I should clarify that. Mostly, I don't bother with it. But by the time I reached the outskirts of the snake handling crowd, I was praying. Dear God, please let me find Louise. Dear God, please let her be fine, Dear God, please don't ever fucking let Natalie find out about this, or I'll be meeting you a lot sooner than either of us expected. Okay. Okay. Breathe. Breathe. Calm down. Look for Derek, because how hard can it be to miss him in a crowd.
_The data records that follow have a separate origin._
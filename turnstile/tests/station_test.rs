// Integration tests for the station orchestrator and the actor worker loop

use std::collections::{BTreeMap, HashSet};
use std::sync::Arc;
use std::thread;
use std::time::{Duration, Instant};

use turnstile::logging;
use turnstile::{
    ActorExit, ActorFault, ActorId, ResourceId, ScaledClock, ServiceEvent, Station,
    StationConfig, StationError, StationReport, StationState, WaitStrategy,
};

fn small_config(actors: usize, resources: usize) -> StationConfig {
    StationConfig {
        actor_count: actors,
        resource_count: resources,
        run_duration: Duration::from_millis(200),
        service_duration: Duration::from_millis(5),
        ..Default::default()
    }
}

/// Runs a station through every phase and hands back the report and journal.
fn run_station(station: &mut Station) -> (StationReport, Vec<ServiceEvent>) {
    let run_duration = station.config().run_duration;
    station.start().unwrap();
    station.run_for(run_duration).unwrap();
    station.stop_and_join().unwrap();
    let report = station.report().unwrap();
    let journal = station.journal().unwrap().to_vec();
    (report, journal)
}

fn acquired_actors(journal: &[ServiceEvent]) -> Vec<ActorId> {
    journal
        .iter()
        .filter(|event| matches!(event, ServiceEvent::Acquired { .. }))
        .map(ServiceEvent::actor)
        .collect()
}

/// Actors in the order they joined the line, by ticket.
fn join_order(journal: &[ServiceEvent]) -> Vec<ActorId> {
    let mut joins: Vec<(u64, ActorId)> = journal
        .iter()
        .filter_map(|event| match event {
            ServiceEvent::Joined { actor, ticket, .. } => Some((*ticket, *actor)),
            _ => None,
        })
        .collect();
    joins.sort();
    joins.into_iter().map(|(_, actor)| actor).collect()
}

#[test]
fn test_counts_are_conserved() {
    logging::init_test();

    let mut station = Station::configure(small_config(5, 2)).unwrap();
    let (report, _) = run_station(&mut station);

    assert!(report.resource_total() > 0);
    assert!(report.is_conserved());
    assert_eq!(report.actors.len(), 5);
    assert_eq!(report.resources.len(), 2);
    assert_eq!(report.outcomes.len(), 5);
    assert!(report.outcomes.iter().all(|outcome| outcome.exit == ActorExit::Stopped));

    station.teardown().unwrap();
}

#[test]
fn test_resource_use_never_overlaps() {
    logging::init_test();

    let mut station = Station::configure(small_config(6, 2).with_journal()).unwrap();
    let (report, journal) = run_station(&mut station);

    let mut holder: BTreeMap<ResourceId, ActorId> = BTreeMap::new();
    for event in &journal {
        match event {
            ServiceEvent::Acquired {
                actor, resource, ..
            } => {
                assert!(
                    holder.insert(*resource, *actor).is_none(),
                    "resource {} acquired while held",
                    resource
                );
            }
            ServiceEvent::Released {
                actor, resource, ..
            } => {
                assert_eq!(holder.remove(resource), Some(*actor));
            }
            _ => {}
        }
    }
    assert!(holder.is_empty(), "resources still held after join: {:?}", holder);

    let served = journal
        .iter()
        .filter(|event| matches!(event, ServiceEvent::Released { .. }))
        .count() as u64;
    assert_eq!(served, report.resource_total());

    station.teardown().unwrap();
}

#[test]
fn test_service_order_follows_join_order() {
    logging::init_test();

    let mut station = Station::configure(small_config(8, 3).with_journal()).unwrap();
    let (_, journal) = run_station(&mut station);

    let acquired = acquired_actors(&journal);
    let joined = join_order(&journal);
    assert!(!acquired.is_empty());
    assert!(acquired.len() <= joined.len());
    assert_eq!(acquired, joined[..acquired.len()].to_vec());

    station.teardown().unwrap();
}

#[test]
fn test_single_resource_rotates_round_robin() {
    logging::init_test();

    let mut station = Station::configure(small_config(3, 1).with_journal()).unwrap();
    let (report, journal) = run_station(&mut station);

    let acquired = acquired_actors(&journal);
    assert!(acquired.len() >= 15, "only {} services", acquired.len());

    let cycle: HashSet<_> = acquired[..3].iter().collect();
    assert_eq!(cycle.len(), 3);
    for (index, actor) in acquired.iter().enumerate() {
        assert_eq!(*actor, acquired[index % 3], "rotation broken at service {}", index);
    }

    let counts: Vec<u64> = report.actors.iter().map(|line| line.count).collect();
    let spread = counts.iter().max().unwrap() - counts.iter().min().unwrap();
    assert!(spread <= 1, "uneven counts {:?}", counts);

    station.teardown().unwrap();
}

#[test]
fn test_default_layout_on_scaled_clock() {
    logging::init_test();

    let config = StationConfig {
        run_duration: Duration::from_millis(1000),
        ..Default::default()
    };
    let mut station = Station::with_clock(config, Arc::new(ScaledClock::new(2))).unwrap();
    let (report, _) = run_station(&mut station);

    // Two resources, 30ms holds: about 33 services each per second.
    let total = report.resource_total();
    assert!((40..=75).contains(&total), "unexpected total {}", total);
    assert_eq!(report.actor_total(), total);
    assert_eq!(report.actors.len(), 10);

    let rendered = report.to_string();
    assert!(rendered.starts_with("Car 1 filled up "));
    assert!(rendered.contains("Pump 2 filled up "));

    station.teardown().unwrap();
}

#[test]
fn test_polling_strategy_serves_in_order() {
    logging::init_test();

    let config = StationConfig {
        wait_strategy: WaitStrategy::polling(),
        ..small_config(4, 2).with_journal()
    };
    let mut station = Station::configure(config).unwrap();
    let (report, journal) = run_station(&mut station);

    assert!(report.resource_total() > 0);
    assert!(report.is_conserved());

    let acquired = acquired_actors(&journal);
    let joined = join_order(&journal);
    assert_eq!(acquired, joined[..acquired.len()].to_vec());

    station.teardown().unwrap();
}

#[test]
fn test_journal_records_every_exit() {
    logging::init_test();

    let mut station = Station::configure(small_config(4, 2).with_journal()).unwrap();
    let (_, journal) = run_station(&mut station);

    let exited: HashSet<ActorId> = journal
        .iter()
        .filter(|event| matches!(event, ServiceEvent::Exited { .. }))
        .map(ServiceEvent::actor)
        .collect();
    assert_eq!(exited, station.actor_ids().collect());

    station.teardown().unwrap();
}

#[test]
fn test_journal_empty_unless_recording() {
    logging::init_test();

    let mut station = Station::configure(small_config(2, 1)).unwrap();
    let (_, journal) = run_station(&mut station);
    assert!(journal.is_empty());
    station.teardown().unwrap();
}

#[test]
fn test_pool_whole_after_join() {
    logging::init_test();

    let mut station = Station::configure(small_config(6, 3)).unwrap();
    assert_eq!(station.context().pool().idle_count(), 3);

    station.start().unwrap();
    let started = Instant::now();
    while started.elapsed() < Duration::from_millis(100) {
        let (idle, leased) = station.context().pool().occupancy();
        assert_eq!(idle + leased, 3, "idle {} + leased {}", idle, leased);
        assert!(leased <= 3);
        thread::yield_now();
    }
    station.stop_and_join().unwrap();

    let pool = station.context().pool();
    assert_eq!(pool.idle_count(), pool.capacity());
    assert_eq!(pool.leased_count(), 0);

    station.report().unwrap();
    station.teardown().unwrap();
}

#[test]
fn test_stop_and_report_are_idempotent() {
    logging::init_test();

    let mut station = Station::configure(small_config(3, 2)).unwrap();
    let (first, _) = run_station(&mut station);

    station.stop_and_join().unwrap();
    let second = station.report().unwrap();

    assert_eq!(station.state(), StationState::Reported);
    assert_eq!(first.actors, second.actors);
    assert_eq!(first.resources, second.resources);
    assert_eq!(first.run_id, station.run_id());

    station.teardown().unwrap();
}

#[test]
fn test_phase_errors() {
    logging::init_test();

    let mut station = Station::configure(small_config(2, 1)).unwrap();
    assert_eq!(station.state(), StationState::Configured);

    assert!(matches!(
        station.report(),
        Err(StationError::InvalidState {
            operation: "report",
            state: "configured"
        })
    ));
    assert!(matches!(
        station.run_for(Duration::from_millis(1)),
        Err(StationError::InvalidState { .. })
    ));

    station.start().unwrap();
    assert_eq!(station.state(), StationState::Running);
    assert!(matches!(
        station.start(),
        Err(StationError::InvalidState {
            operation: "start",
            state: "running"
        })
    ));
    assert!(station.journal().is_err());

    station.stop_and_join().unwrap();
    assert_eq!(station.state(), StationState::Stopped);
    assert!(station.run_for(Duration::from_millis(1)).is_err());

    let err = station.teardown().unwrap_err();
    assert!(matches!(
        err,
        StationError::InvalidState {
            operation: "tear down",
            state: "stopped"
        }
    ));
}

#[test]
fn test_invalid_config_rejected() {
    let config = StationConfig {
        resource_count: 0,
        ..Default::default()
    };
    assert!(matches!(
        Station::configure(config),
        Err(StationError::InvalidConfig(_))
    ));
}

#[test]
fn test_invalid_handle_faults_one_actor() {
    logging::init_test();

    let mut station = Station::configure(small_config(3, 2).with_journal()).unwrap();
    let bogus = ResourceId::new(99);
    station.context().pool().inject_handle(bogus).unwrap();

    let (report, journal) = run_station(&mut station);

    let faulted: Vec<_> = report.faulted().collect();
    assert_eq!(faulted.len(), 1);
    assert_eq!(
        faulted[0].exit,
        ActorExit::Faulted(ActorFault::InvalidHandle(bogus))
    );
    assert!(report.is_conserved());
    assert!(journal.iter().all(|event| event.resource() != Some(bogus)));

    // The bogus handle was consumed; every real resource came back.
    station.teardown().unwrap();
}

#[test]
fn test_stop_handle_ends_run_early() {
    logging::init_test();

    let mut station = Station::configure(small_config(4, 2)).unwrap();
    station.start().unwrap();

    let stop = station.stop_handle();
    let started = Instant::now();
    thread::scope(|scope| {
        scope.spawn(|| {
            thread::sleep(Duration::from_millis(50));
            assert!(stop.raise());
        });
        station.run_for(Duration::from_secs(60)).unwrap();
    });
    assert!(started.elapsed() < Duration::from_secs(10));
    assert!(!stop.raise());

    station.stop_and_join().unwrap();
    let report = station.report().unwrap();
    assert!(report.is_conserved());
    station.teardown().unwrap();
}

#[test]
fn test_stop_handle_outlives_station() {
    let station = Station::configure(small_config(1, 1)).unwrap();
    let stop = station.stop_handle();
    drop(station);
    assert!(!stop.raise());
}

#[test]
fn test_dropping_running_station_stops_actors() {
    logging::init_test();

    let mut station = Station::configure(small_config(4, 2)).unwrap();
    station.start().unwrap();
    let stop = station.stop_handle();
    thread::sleep(Duration::from_millis(20));

    drop(station);
    // Every actor thread was joined, so nothing keeps the shared state alive.
    assert!(!stop.raise());
}

#[test]
fn test_run_to_completion() {
    logging::init_test();

    let report = Station::run_to_completion(small_config(4, 2)).unwrap();
    assert!(report.is_conserved());
    assert_eq!(report.faulted().count(), 0);
    assert!(report.elapsed >= Duration::from_millis(200));
}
But from where I was, I couldn't see anything. I could hear a lot of screaming coming from somewhere ahead of me, but it sounded more like dimwitted excitement rather than anyone getting their eyes punctured by a rattlesnake, so I did the same thing I do on stage, where you tune into your own instrument, and let the rest of the sound fade into the background. I thought about the width of Derek's shoulders, the green of Louise's t shirt, the frizzed-out explosion of Lisa Gonzales' hair, and I looked for those. The crowd was a living thing, it swung me about and jostled me sideways, and spat me out at a cotton candy stall, and suddenly, there across the counter was Sister Ernestine. And when I saw her, and saw who was with her, the phrase, God works in mysterious ways has never, ever been more apt, because there was my wayward child, holding a striped cardboard box of kettle corn, and apparently manning the till in between mouthfuls while the nun expertly dunked toffee apples.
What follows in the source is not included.